The benefits of grapefruit are many. Like many citrus fruits, grapefruit is loaded with vitamin C, a nutrient that helps boost your body’s immune system. Grapefruit is also loaded with vitamin A, another vitamin that has been proven to aid immune function. This powerful combination can help keep spending time to a minimum while you’re sick. Here we are going to discuss the benefits of grapefruit and its side effects.
Health Benefits of Grapefruit
Supports wound healing
Vitamin C is essential for wound healing in the body. But researchers aren’t sure if this benefit applies to people who lack the vitamin.
Promotes eye health
Vitamin A, provided by grapefruit in the form of beta-carotene precursor, is important for normal vision. Vitamin A may also play a role in the management of age-related macular degeneration (AMD). Studies have shown that taking supplements rich in vitamin A, vitamin C, and other nutrients can reduce the risk of developing advanced AMD by 25%. Other experts have explored dietary sources of nutrients important to eye health. In one published study, grapefruit and grape juice were listed as the main dietary sources.
May help prevent cancer
Pink grapes contain the antioxidant lycopene, which gives them their beautiful pink hue. A 2015 study suggested that eating lycopene-rich foods may reduce the risk of prostate cancer.6 But the topic of vitamin C and cancer prevention is hotly debated, and researchers aren’t sure whether vitamin C supplements or high vitamin C foods really do the trick. can provide convenience
Heart supports health
Studies have shown that consuming grapefruit is associated with lower LDL (“bad”) cholesterol and higher HDL (“good”) cholesterol levels in the blood. It may also help lower blood pressure in overweight adults.
Researchers who have studied cardiovascular risk factors have investigated grape consumption along with the consumption of other fruits such as blueberries, pomegranates, and apples. In a published review, the study’s authors concluded that other fruits were associated with greater benefits for heart health, but that fruit consumption, in general, may help modify related conditions such as high blood pressure, dyslipidemia, diabetes, and overweight/obesity.
Grapefruit contains flavanones, a subclass of flavonoids. Flavonoids have been shown to exhibit anti-inflammatory, anti-thrombogenic, antidiabetic, anticancer, and neuroprotective activities.

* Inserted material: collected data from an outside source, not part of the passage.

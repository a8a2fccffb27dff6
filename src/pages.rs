//! Aggregate page data: tag index, pagination and pre-rendered fragments.
//!
//! Aggregates are recomputed in full on every pass. Their output depends on
//! every post at once, so they follow the conservative cascade rule in
//! [`crate::build`] instead of per-file cache gating.
//!
//! Fragments are plain HTML strings composed before template substitution
//! (the renderer has no loops or conditionals).

use crate::{config::SiteConfig, content::Post, enrich};
use chrono::{DateTime, Utc};
use std::collections::BTreeMap;

// ============================================================================
// Tag Index
// ============================================================================

/// Tag name → ordered non-draft posts carrying it. BTreeMap keeps tag order
/// deterministic across passes.
pub struct TagIndex<'a> {
    pub tags: BTreeMap<String, Vec<&'a Post>>,
}

impl<'a> TagIndex<'a> {
    /// Build the full index from the date-sorted post list.
    pub fn build(posts: &'a [Post]) -> Self {
        let mut tags: BTreeMap<String, Vec<&'a Post>> = BTreeMap::new();

        for post in posts.iter().filter(|p| !p.draft && !p.is_special()) {
            for tag in &post.tags {
                let entries = tags.entry(tag.clone()).or_default();
                // a post may list the same tag twice; index it once
                if !entries.iter().any(|p| p.slug == post.slug) {
                    entries.push(post);
                }
            }
        }

        Self { tags }
    }

    /// Occurrence count for one tag.
    pub fn count(&self, tag: &str) -> usize {
        self.tags.get(tag).map_or(0, Vec::len)
    }
}

// ============================================================================
// Pagination
// ============================================================================

/// One contiguous slice of the globally date-sorted non-draft post sequence.
pub struct PageSlice<'a> {
    /// 1-based page number
    pub number: usize,
    pub total: usize,
    pub posts: Vec<&'a Post>,
}

impl PageSlice<'_> {
    pub fn prev(&self) -> Option<usize> {
        (self.number > 1).then(|| self.number - 1)
    }

    pub fn next(&self) -> Option<usize> {
        (self.number < self.total).then(|| self.number + 1)
    }
}

/// Slice the post sequence into pages of `per_page`. An empty sequence still
/// yields one (empty) page so the site root always exists.
pub fn paginate<'a>(posts: &[&'a Post], per_page: usize) -> Vec<PageSlice<'a>> {
    let total = posts.len().div_ceil(per_page).max(1);

    (0..total)
        .map(|i| PageSlice {
            number: i + 1,
            total,
            posts: posts
                .iter()
                .skip(i * per_page)
                .take(per_page)
                .copied()
                .collect(),
        })
        .collect()
}

// ============================================================================
// Date Formatting
// ============================================================================

/// Human date per the configured locale. English-family locales get month
/// names; everything else falls back to ISO `YYYY-MM-DD`.
pub fn format_date(date: &DateTime<Utc>, language: &str) -> String {
    if language.starts_with("en") {
        date.format("%B %-d, %Y").to_string()
    } else {
        date.format("%Y-%m-%d").to_string()
    }
}

/// Machine-readable date for `<time datetime>` and feeds.
pub fn format_date_iso(date: &DateTime<Utc>) -> String {
    date.format("%Y-%m-%d").to_string()
}

// ============================================================================
// Fragments
// ============================================================================

/// Escape text for safe embedding in HTML.
pub fn escape_html(s: &str) -> String {
    s.replace('&', "&amp;")
        .replace('<', "&lt;")
        .replace('>', "&gt;")
        .replace('"', "&quot;")
}

/// Tag links for one post (the `tags` placeholder).
pub fn tag_links(tags: &[String]) -> String {
    tags.iter()
        .map(|tag| {
            format!(
                r#"<a class="tag" href="/tags/{}.html">{}</a>"#,
                enrich::slugify(tag),
                escape_html(tag)
            )
        })
        .collect::<Vec<_>>()
        .join(" ")
}

/// Article card list (the `posts` placeholder).
pub fn post_list(posts: &[&Post], config: &SiteConfig) -> String {
    let items: String = posts
        .iter()
        .map(|post| {
            format!(
                concat!(
                    "<article class=\"post-card\">\n",
                    "  <h2><a href=\"{url}\">{title}</a></h2>\n",
                    "  <time datetime=\"{iso}\">{date}</time>\n",
                    "  <p>{description}</p>\n",
                    "  <div class=\"tags\">{tags}</div>\n",
                    "</article>\n"
                ),
                url = post.url(),
                title = escape_html(&post.title),
                iso = format_date_iso(&post.date),
                date = format_date(&post.date, &config.language),
                description = escape_html(&post.description),
                tags = tag_links(&post.tags),
            )
        })
        .collect();

    format!("<div class=\"post-list\">\n{items}</div>")
}

/// Previous/next navigation for a pagination page (the `pagination`
/// placeholder). Empty when there is a single page. `root_is_page_one`
/// says whether the site root mirrors page 1; with a custom root page the
/// newer link must target `/page/1.html` instead.
pub fn pagination_nav(page: &PageSlice, root_is_page_one: bool) -> String {
    if page.total <= 1 {
        return String::new();
    }

    let prev = page
        .prev()
        .map(|n| {
            let href = if n == 1 && root_is_page_one {
                "/".into()
            } else {
                format!("/page/{n}.html")
            };
            format!("<a class=\"prev\" href=\"{href}\">&larr; Newer</a>")
        })
        .unwrap_or_default();
    let next = page
        .next()
        .map(|n| format!("<a class=\"next\" href=\"/page/{n}.html\">Older &rarr;</a>"))
        .unwrap_or_default();

    format!(
        "<nav class=\"pagination\">{prev}<span>Page {} of {}</span>{next}</nav>",
        page.number, page.total
    )
}

/// All tags with occurrence counts, most used first (the `tagsList`
/// placeholder).
pub fn tags_list(index: &TagIndex) -> String {
    let mut entries: Vec<(&String, usize)> =
        index.tags.iter().map(|(tag, posts)| (tag, posts.len())).collect();
    entries.sort_by(|a, b| b.1.cmp(&a.1).then_with(|| a.0.cmp(b.0)));

    let items: String = entries
        .iter()
        .map(|(tag, count)| {
            format!(
                "<li><a href=\"/tags/{}.html\">{}</a> <span class=\"count\">({count})</span></li>\n",
                enrich::slugify(tag),
                escape_html(tag)
            )
        })
        .collect();

    format!("<ul class=\"tags-list\">\n{items}</ul>")
}

/// Related-post links for one post (the `relatedPosts` placeholder). Empty
/// when nothing is related.
pub fn related_list(related: &[&Post]) -> String {
    if related.is_empty() {
        return String::new();
    }

    let items: String = related
        .iter()
        .map(|post| {
            format!(
                "<li><a href=\"{}\">{}</a></li>\n",
                post.url(),
                escape_html(&post.title)
            )
        })
        .collect();

    format!("<aside class=\"related\"><h3>Related posts</h3><ul>\n{items}</ul></aside>")
}

/// Meta/OpenGraph tags for one post (the `metaTags` placeholder).
pub fn meta_tags(post: &Post, config: &SiteConfig) -> String {
    let description = if post.description.is_empty() {
        &config.description
    } else {
        &post.description
    };
    let url = format!("{}{}", config.site_url.trim_end_matches('/'), post.url());

    let mut tags = format!(
        concat!(
            "<meta name=\"description\" content=\"{description}\">\n",
            "<meta property=\"og:title\" content=\"{title}\">\n",
            "<meta property=\"og:description\" content=\"{description}\">\n",
            "<meta property=\"og:url\" content=\"{url}\">\n",
            "<meta property=\"og:type\" content=\"article\">"
        ),
        description = escape_html(description),
        title = escape_html(&post.title),
        url = escape_html(&url),
    );

    if let Some(image) = &post.image {
        tags.push_str(&format!(
            "\n<meta property=\"og:image\" content=\"{}\">",
            escape_html(image)
        ));
    }

    tags
}

/// Reading progress bar markup (the `progressBar` placeholder). Inert
/// without the stylesheet hooks; templates opt in by using the placeholder.
pub fn progress_bar() -> String {
    "<div class=\"progress-bar\" id=\"progress-bar\"></div>".into()
}

#[cfg(test)]
mod tests {
    use super::*;
    use chrono::TimeZone;
    use std::path::PathBuf;

    fn make_post(slug: &str, tags: &[&str], draft: bool) -> Post {
        Post {
            slug: slug.into(),
            title: format!("Title of {slug}"),
            date: Utc.with_ymd_and_hms(2024, 5, 3, 0, 0, 0).unwrap(),
            description: "desc".into(),
            tags: tags.iter().map(|t| t.to_string()).collect(),
            template: "post".into(),
            draft,
            image: None,
            reading_time: 1,
            toc: String::new(),
            content: String::new(),
            source_path: PathBuf::from(format!("{slug}.md")),
        }
    }

    #[test]
    fn test_tag_index_excludes_drafts_and_special() {
        let posts = vec![
            make_post("a", &["x"], false),
            make_post("b", &["x"], true),
            make_post("index", &["x"], false),
        ];
        let index = TagIndex::build(&posts);
        assert_eq!(index.count("x"), 1);
    }

    #[test]
    fn test_tag_index_duplicate_tag_counted_once() {
        let posts = vec![make_post("a", &["x", "x"], false)];
        let index = TagIndex::build(&posts);
        assert_eq!(index.count("x"), 1);
    }

    #[test]
    fn test_paginate_25_by_10() {
        let posts: Vec<Post> = (0..25).map(|i| make_post(&format!("p{i:02}"), &[], false)).collect();
        let refs: Vec<&Post> = posts.iter().collect();
        let pages = paginate(&refs, 10);

        assert_eq!(pages.len(), 3);
        assert_eq!(pages[0].posts.len(), 10);
        assert_eq!(pages[1].posts.len(), 10);
        assert_eq!(pages[2].posts.len(), 5);

        assert_eq!(pages[0].prev(), None);
        assert_eq!(pages[0].next(), Some(2));
        assert_eq!(pages[2].prev(), Some(2));
        assert_eq!(pages[2].next(), None);
    }

    #[test]
    fn test_paginate_empty_yields_one_page() {
        let pages = paginate(&[], 10);
        assert_eq!(pages.len(), 1);
        assert!(pages[0].posts.is_empty());
        assert_eq!(pages[0].total, 1);
    }

    #[test]
    fn test_pagination_nav_edges() {
        let posts: Vec<Post> = (0..25).map(|i| make_post(&format!("p{i:02}"), &[], false)).collect();
        let refs: Vec<&Post> = posts.iter().collect();
        let pages = paginate(&refs, 10);

        let first = pagination_nav(&pages[0], true);
        assert!(!first.contains("Newer"));
        assert!(first.contains("/page/2.html"));

        let mid = pagination_nav(&pages[1], true);
        assert!(mid.contains(r#"href="/""#)); // page 1 lives at the root
        assert!(mid.contains("/page/3.html"));

        let last = pagination_nav(&pages[2], true);
        assert!(last.contains("Newer"));
        assert!(!last.contains("Older"));
    }

    #[test]
    fn test_pagination_nav_with_custom_root() {
        let posts: Vec<Post> = (0..25).map(|i| make_post(&format!("p{i:02}"), &[], false)).collect();
        let refs: Vec<&Post> = posts.iter().collect();
        let pages = paginate(&refs, 10);

        // the root is not page 1, so the newer link must not point there
        let mid = pagination_nav(&pages[1], false);
        assert!(mid.contains(r#"href="/page/1.html""#));
        assert!(!mid.contains(r#"href="/""#));
    }

    #[test]
    fn test_pagination_nav_single_page_empty() {
        let pages = paginate(&[], 10);
        assert_eq!(pagination_nav(&pages[0], true), "");
    }

    #[test]
    fn test_format_date_locales() {
        let date = Utc.with_ymd_and_hms(2024, 5, 3, 0, 0, 0).unwrap();
        assert_eq!(format_date(&date, "en-US"), "May 3, 2024");
        assert_eq!(format_date(&date, "de-DE"), "2024-05-03");
        assert_eq!(format_date_iso(&date), "2024-05-03");
    }

    #[test]
    fn test_tag_links_slugified() {
        let links = tag_links(&["Rust Lang".into()]);
        assert!(links.contains("/tags/rust-lang.html"));
        assert!(links.contains(">Rust Lang<"));
    }

    #[test]
    fn test_post_list_contains_cards() {
        let posts = vec![make_post("a", &["x"], false)];
        let refs: Vec<&Post> = posts.iter().collect();
        let html = post_list(&refs, &SiteConfig::default());

        assert!(html.contains("post-card"));
        assert!(html.contains("/a.html"));
        assert!(html.contains("Title of a"));
    }

    #[test]
    fn test_tags_list_sorted_by_count() {
        let posts = vec![
            make_post("a", &["rare", "common"], false),
            make_post("b", &["common"], false),
        ];
        let index = TagIndex::build(&posts);
        let html = tags_list(&index);

        let common_pos = html.find("common").unwrap();
        let rare_pos = html.find("rare").unwrap();
        assert!(common_pos < rare_pos);
        assert!(html.contains("(2)"));
    }

    #[test]
    fn test_related_list_empty() {
        assert_eq!(related_list(&[]), "");
    }

    #[test]
    fn test_meta_tags_with_image() {
        let mut post = make_post("a", &[], false);
        post.image = Some("/img/cover.png".into());
        let html = meta_tags(&post, &SiteConfig::default());

        assert!(html.contains(r#"property="og:image""#));
        assert!(html.contains("http://localhost:3000/a.html"));
    }

    #[test]
    fn test_escape_html() {
        assert_eq!(escape_html(r#"<a href="x">&"#), "&lt;a href=&quot;x&quot;&gt;&amp;");
    }
}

The citric acid in this bitter-sweet fruit creates an alkaline reaction after digestion. This, in turn, acts as an important remedy against colds, coughs, and flu. The bitter properties derived from a substance called ‘naringin’ protect the system and the digestive system. Having said that, the nutritionist points out that no single fruit can prevent acidity by itself.
Increased metabolism and weight loss
Scientists at the American Nutrition and Medical Research Center have shown that grapefruit contains unique plant compounds that lower insulin levels and, as a result, reduce weight. Advocates of the famous ‘Hollywood Diet’, which first appeared in the 1970s, tout grapes as an active fat burner. Low starch levels make it a safe option for diabetics with a sweet tooth. Fiber-rich fruits make you feel fuller for longer, thus acting as an excellent suppressant.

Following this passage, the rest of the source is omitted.